*INPUT DATA*:
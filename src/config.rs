//! TOML configuration for the orientation policy.
//!
//! ```
//! use interface_orientation::{OrientationMask, config::OrientationConfig};
//!
//! let config = OrientationConfig::from_toml_str(r#"
//!     supported_interface_orientations = ["portrait", "landscapeLeft"]
//!     allow_override = false
//! "#).unwrap();
//!
//! let policy = config.policy();
//! assert_eq!(policy.default_mask(), OrientationMask::PORTRAIT | OrientationMask::LANDSCAPE_LEFT);
//! assert!(!policy.allow_override());
//! ```
//!
//! [`load_policy`] never fails: an unreadable file yields the default policy
//! (all orientations, overriding allowed) with a logged warning.

use std::path::Path;

use serde::{Deserialize, Serialize};
use thiserror::Error;

use crate::manifest;
use crate::resolve::Policy;

/// Configuration error
#[derive(Debug, Error)]
pub enum ConfigError {
    #[error("IO error: {0}")]
    Io(#[from] std::io::Error),

    #[error("TOML parse error: {0}")]
    Toml(#[from] toml::de::Error),
}

/// Orientation section of the application configuration.
#[derive(Debug, Clone, PartialEq, Eq, Deserialize, Serialize)]
pub struct OrientationConfig {
    /// Manifest-style orientation names.
    #[serde(default, alias = "UISupportedInterfaceOrientations")]
    pub supported_interface_orientations: Vec<String>,

    /// Whether views may allow orientations outside the default.
    #[serde(default = "default_allow_override")]
    pub allow_override: bool,
}

impl Default for OrientationConfig {
    fn default() -> Self {
        Self {
            supported_interface_orientations: Vec::new(),
            allow_override: default_allow_override(),
        }
    }
}

fn default_allow_override() -> bool {
    true
}

impl OrientationConfig {
    pub fn from_toml_str(s: &str) -> Result<Self, ConfigError> {
        Ok(toml::from_str(s)?)
    }

    pub fn load(path: impl AsRef<Path>) -> Result<Self, ConfigError> {
        let contents = std::fs::read_to_string(path)?;
        Self::from_toml_str(&contents)
    }

    /// Manifest result for the configured orientation names.
    pub fn manifest(&self) -> manifest::ManifestResult {
        manifest::parse(&self.supported_interface_orientations)
    }

    /// Policy for this configuration. Bad entries are logged and skipped.
    pub fn policy(&self) -> Policy {
        Policy::new(self.manifest().mask, self.allow_override)
    }
}

/// Read the policy from a TOML file, degrading to the default policy when
/// the file cannot be read or parsed.
pub fn load_policy(path: impl AsRef<Path>) -> Policy {
    let path = path.as_ref();
    match OrientationConfig::load(path) {
        Ok(config) => config.policy(),
        Err(e) => {
            let result = manifest::unreadable(format!("{}: {e}", path.display()));
            Policy::new(result.mask, default_allow_override())
        }
    }
}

*PROBLEM REQUIREMENTS*:
From the data above, copy each line where the string "unreadable" appears.

*WORKED SOLUTION*:
//! [`load_policy`] never fails: an unreadable file yields the default policy
            let result = manifest::unreadable(format!("{}: {e}", path.display()));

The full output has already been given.